In Italy, sheep farmer Vincenzo Fanaro is having to consider such nuances to maintain his land. Fanaro’s family farmed for decades less than a mile from one of Europe’s largest steel factories. As a result, his land has been thoroughly tainted by industrial waste and byproducts. Pollutants soiled crops, and even Fanaro’s sheep herd. Following the Italian government’s revelation of the contamination’s scale, a 600-strong herd was terminated.
Losing hundreds of animals and the ability to harvest left Fanaro’s livelihood on questionable terms. Eventually, he turned to using herbaculture to detox the land for future usability. Fanaro chose cannabis for its fast growth rate and flexibility in dealing with toxins. According to Culture Magazine, he has zero ambitions to harvest the controversial plants.

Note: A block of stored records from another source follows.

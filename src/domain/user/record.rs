//! Stored user account.

use serde::{Deserialize, Serialize};

use crate::domain::foundation::Timestamp;

/// One row of the user file. `username` is the unique key.
#[derive(Debug, Clone, PartialEq, Eq, Serialize, Deserialize)]
pub struct UserRecord {
    pub username: String,
    pub email: String,
    pub password_hash: String,
    pub created_at: Timestamp,
    pub last_login: Option<Timestamp>,
}

impl UserRecord {
    pub fn new(
        username: impl Into<String>,
        email: impl Into<String>,
        password_hash: impl Into<String>,
    ) -> Self {
        Self {
            username: username.into(),
            email: email.into(),
            password_hash: password_hash.into(),
            created_at: Timestamp::now(),
            last_login: None,
        }
    }

    pub fn record_login(&mut self, at: Timestamp) {
        self.last_login = Some(at);
    }

    /// Case-insensitive email comparison.
    pub fn has_email(&self, email: &str) -> bool {
        self.email.eq_ignore_ascii_case(email.trim())
    }
}

#[cfg(test)]
mod tests {
    use super::*;

    #[test]
    fn new_record_has_never_logged_in() {
        let record = UserRecord::new("ana01", "ana@example.com", "$2b$hash");
        assert!(record.last_login.is_none());
    }

    #[test]
    fn record_login_sets_timestamp() {
        let mut record = UserRecord::new("ana01", "ana@example.com", "$2b$hash");
        let at = Timestamp::now();
        record.record_login(at);
        assert_eq!(record.last_login, Some(at));
    }

    #[test]
    fn email_match_ignores_case() {
        let record = UserRecord::new("ana01", "Ana@Example.com", "$2b$hash");
        assert!(record.has_email("ana@example.com "));
    }
}
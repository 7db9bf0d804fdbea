//! In-memory user store for tests and throwaway deployments.

use std::sync::Mutex;

use crate::domain::foundation::Timestamp;
use crate::domain::user::UserRecord;
use crate::ports::{InsertOutcome, StoreError, UserRepository};

#[derive(Default)]
pub struct InMemoryUserStore {
    records: Mutex<Vec<UserRecord>>,
}

impl InMemoryUserStore {
    pub fn new() -> Self {
        Self::default()
    }

    fn records(&self) -> Result<std::sync::MutexGuard<'_, Vec<UserRecord>>, StoreError> {
        self.records
            .lock()
            .map_err(|_| StoreError::Io("user store lock poisoned".to_string()))
    }
}

impl UserRepository for InMemoryUserStore {
    fn find_by_username(&self, username: &str) -> Result<Option<UserRecord>, StoreError> {
        Ok(self
            .records()?
            .iter()
            .find(|r| r.username == username)
            .cloned())
    }

    fn insert_unique(&self, record: UserRecord) -> Result<InsertOutcome, StoreError> {
        let mut records = self.records()?;
        if records.iter().any(|r| r.username == record.username) {
            return Ok(InsertOutcome::UsernameTaken);
        }
        if records.iter().any(|r| r.has_email(&record.email)) {
            return Ok(InsertOutcome::EmailTaken);
        }
        records.push(record);
        Ok(InsertOutcome::Inserted)
    }

    fn record_login(&self, username: &str, at: Timestamp) -> Result<(), StoreError> {
        let mut records = self.records()?;
        match records.iter_mut().find(|r| r.username == username) {
            Some(record) => {
                record.record_login(at);
                Ok(())
            }
            None => Err(StoreError::Corrupt(format!("user '{}' vanished", username))),
        }
    }
}
//! What a screen render hands back to the presentation layer.

use serde::Serialize;
use std::collections::BTreeMap;

use crate::domain::foundation::{DomainError, ErrorCode};
use crate::domain::navigation::Screen;
use crate::domain::report::{Chart, Report, Table};
use crate::domain::session::SessionContext;

#[derive(Debug, Clone, Copy, PartialEq, Eq, Serialize)]
#[serde(rename_all = "lowercase")]
pub enum Severity {
    Info,
    Success,
    Warning,
    Error,
}

/// Inline message shown above the screen content.
#[derive(Debug, Clone, PartialEq, Eq, Serialize)]
pub struct Notice {
    pub severity: Severity,
    pub message: String,
}

impl Notice {
    pub fn new(severity: Severity, message: impl Into<String>) -> Self {
        Self {
            severity,
            message: message.into(),
        }
    }
}

impl From<&DomainError> for Notice {
    fn from(err: &DomainError) -> Self {
        let severity = if err.code.is_warning() {
            Severity::Warning
        } else {
            Severity::Error
        };
        Notice::new(severity, err.message())
    }
}

/// One rendered screen.
#[derive(Debug, Clone, PartialEq, Serialize)]
pub struct Page {
    pub screen: Screen,
    pub title: String,
    pub username: Option<String>,
    pub menu: Vec<Screen>,
    pub notices: Vec<Notice>,
    /// Selectable values per input, e.g. the numeric columns for a histogram.
    pub choices: BTreeMap<String, Vec<String>>,
    pub tables: Vec<Table>,
    pub charts: Vec<Chart>,
    pub text: Vec<String>,
    /// Filenames ready under `/downloads/`.
    pub downloads: Vec<String>,
    pub redirect: Option<Screen>,
}

impl Page {
    pub fn new(screen: Screen) -> Self {
        Self {
            screen,
            title: screen.title().to_string(),
            username: None,
            menu: Vec::new(),
            notices: Vec::new(),
            choices: BTreeMap::new(),
            tables: Vec::new(),
            charts: Vec::new(),
            text: Vec::new(),
            downloads: Vec::new(),
            redirect: None,
        }
    }

    pub fn info(&mut self, message: impl Into<String>) {
        self.notices.push(Notice::new(Severity::Info, message));
    }

    pub fn success(&mut self, message: impl Into<String>) {
        self.notices.push(Notice::new(Severity::Success, message));
    }

    pub fn warning(&mut self, message: impl Into<String>) {
        self.notices.push(Notice::new(Severity::Warning, message));
    }

    /// Reports a failed step inline. A missing dataset also points to Upload.
    pub fn fail(&mut self, err: &DomainError) {
        self.notices.push(Notice::from(err));
        if err.code == ErrorCode::DataAbsent {
            self.redirect = Some(Screen::Upload);
        }
    }

    pub fn choice(&mut self, input: &str, values: Vec<String>) {
        self.choices.insert(input.to_string(), values);
    }

    /// Moves a report's content onto the page.
    pub fn absorb(&mut self, report: Report) {
        if let Some(description) = report.description {
            self.text.push(description);
        }
        self.charts.extend(report.charts);
        self.tables.extend(report.tables);
        self.text.extend(report.interpretation);
    }

    pub fn has_severity(&self, severity: Severity) -> bool {
        self.notices.iter().any(|n| n.severity == severity)
    }

    pub(super) fn finish(mut self, session: &SessionContext) -> Self {
        self.username = session.username().map(str::to_string);
        self.menu = session.menu().screens().to_vec();
        self
    }
}

#[cfg(test)]
mod tests {
    use super::*;

    #[test]
    fn warning_codes_become_warning_notices() {
        let notice = Notice::from(&DomainError::new(ErrorCode::CapacityExceeded, "Too many rows"));
        assert_eq!(notice.severity, Severity::Warning);
        let notice = Notice::from(&DomainError::new(ErrorCode::ComputationFailed, "Bad column"));
        assert_eq!(notice.severity, Severity::Error);
    }

    #[test]
    fn data_absent_redirects_to_upload() {
        let mut page = Page::new(Screen::Pareto);
        page.fail(&DomainError::new(ErrorCode::DataAbsent, "No dataset loaded"));
        assert_eq!(page.redirect, Some(Screen::Upload));
        assert!(page.has_severity(Severity::Warning));
    }

    #[test]
    fn absorb_moves_report_content() {
        let mut page = Page::new(Screen::Histogram);
        let report = Report::new("Histogram")
            .with_description("Line 3")
            .with_table(Table::new("Summary", &["Metric", "Value"]))
            .with_interpretation(["Centered."]);
        page.absorb(report);
        assert_eq!(page.tables.len(), 1);
        assert_eq!(page.text, vec!["Line 3".to_string(), "Centered.".to_string()]);
    }
}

It’s simply there to thrive, and clean land soiled by industrial successes.
Cannabis isn’t the only organism capable of cleaning up soil contamination on vast scales. Mushrooms possess an uncanny ability to detox dirt in a similar fashion. Unlike plants, which have roots systems, mushrooms have cellular networks called mycelium. Spreading out underground, sometimes for vast distances, mycelium act as a complex cellular system.
Like plant roots, mycelium collects soil contaminants inside the mushroom buds themselves. These can then be picked from the ground at mass, contained, or processed depending on the situation. In one study, Oyster Mushrooms were drafted for their ability to breakdown carbon bonds and dissolve fibers.
Spores were introduced to an area contaminated by diesel truck maintenance work. Within eight weeks, contamination levels plummeted from 200,000 parts per million to just 200. To simplify that, 200,000 parts per million means about 2% of the soil was straight up diesel fuel and byproducts. Not actual “dirt”.
Additionally, very little was left over besides carbon dioxide, water, and mushrooms, Progress reports. This cleanup method is also effective against chemical warfare contamination, heavy metals, and pesticides. All are ghosts haunting mankind worldwide, wherever its creations were carelessly dispensed.
These kinds of eco-cleanups, however, can sometimes take decades to complete. In cases like Chernobyl, or the Japanese Fukushima reactor meltdown, these can be even longer. The intense volatility of nuclear waste also complicates storing or destroying any plants or fungus used to extract it.
Vast reservoirs of human ingenuity are required if we hope to further perfect these techniques. Independent exploits show promise and likely shine glimpses of the future. It’s an arms race which needs to jump off on all fronts, from environmental protection to climate adaptation. Decontaminating soil could end up being a highly profitable industry in its own right. All that’s required is inspired bravery to take the first step.